Start of Material to process
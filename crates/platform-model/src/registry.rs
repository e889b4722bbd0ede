//! Container image registries the pipeline pushes to.

use schemars::JsonSchema;
use serde::{Deserialize, Serialize};

#[derive(Debug, Clone, PartialEq, Eq, Serialize, Deserialize, JsonSchema)]
#[serde(rename_all = "camelCase")]
pub struct Registry {
    pub iid: String,
    #[serde(default)]
    pub name: String,
    #[serde(rename = "type")]
    pub registry_type: RegistryType,
    /// Host (and optional port), e.g. `registry.example.com:5000`
    pub endpoint: String,
    /// Optional repository prefix placed between endpoint and image name
    #[serde(default, skip_serializing_if = "Option::is_none")]
    pub repository: Option<String>,
    /// Docker config secret mounted by the build step
    #[serde(default, skip_serializing_if = "Option::is_none")]
    pub push_secret: Option<String>,
    /// Image pull secret referenced by workloads
    #[serde(default, skip_serializing_if = "Option::is_none")]
    pub pull_secret: Option<String>,
}

impl Registry {
    /// Image name (without tag) the pipeline builds for a container.
    pub fn image_name(&self, container_iid: &str) -> String {
        let endpoint = self.endpoint.trim_end_matches('/');
        match self.repository.as_deref().map(|r| r.trim_matches('/')) {
            Some(repository) if !repository.is_empty() => {
                format!("{}/{}/{}", endpoint, repository, container_iid)
            }
            _ => format!("{}/{}", endpoint, container_iid),
        }
    }
}

#[derive(Debug, Clone, Copy, PartialEq, Eq, Serialize, Deserialize, JsonSchema)]
#[serde(rename_all = "lowercase")]
pub enum RegistryType {
    Local,
    Generic,
    Ecr,
    Gcr,
    Acr,
    Quay,
    DockerHub,
}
End of Material to process
| Instructions for the task |
Each line of the data must be written out exactly as it appears.

| Result of this task |
filename crates/platform-model/src/registry.rs
repository e889b4722bbd0ede
//! Container image registries the pipeline pushes to.

use schemars::JsonSchema;
use serde::{Deserialize, Serialize};

#[derive(Debug, Clone, PartialEq, Eq, Serialize, Deserialize, JsonSchema)]
#[serde(rename_all = "camelCase")]
pub struct Registry {
    pub iid: String,
    #[serde(default)]
    pub name: String,
    #[serde(rename = "type")]
    pub registry_type: RegistryType,
    /// Host (and optional port), e.g. `registry.example.com:5000`
    pub endpoint: String,
    /// Optional repository prefix placed between endpoint and image name
    #[serde(default, skip_serializing_if = "Option::is_none")]
    pub repository: Option<String>,
    /// Docker config secret mounted by the build step
    #[serde(default, skip_serializing_if = "Option::is_none")]
    pub push_secret: Option<String>,
    /// Image pull secret referenced by workloads
    #[serde(default, skip_serializing_if = "Option::is_none")]
    pub pull_secret: Option<String>,
}

impl Registry {
    /// Image name (without tag) the pipeline builds for a container.
    pub fn image_name(&self, container_iid: &str) -> String {
        let endpoint = self.endpoint.trim_end_matches('/');
        match self.repository.as_deref().map(|r| r.trim_matches('/')) {
            Some(repository) if !repository.is_empty() => {
                format!("{}/{}/{}", endpoint, repository, container_iid)
            }
            _ => format!("{}/{}", endpoint, container_iid),
        }
    }
}

#[derive(Debug, Clone, Copy, PartialEq, Eq, Serialize, Deserialize, JsonSchema)]
#[serde(rename_all = "lowercase")]
pub enum RegistryType {
    Local,
    Generic,
    Ecr,
    Gcr,
    Acr,
    Quay,
    DockerHub,
}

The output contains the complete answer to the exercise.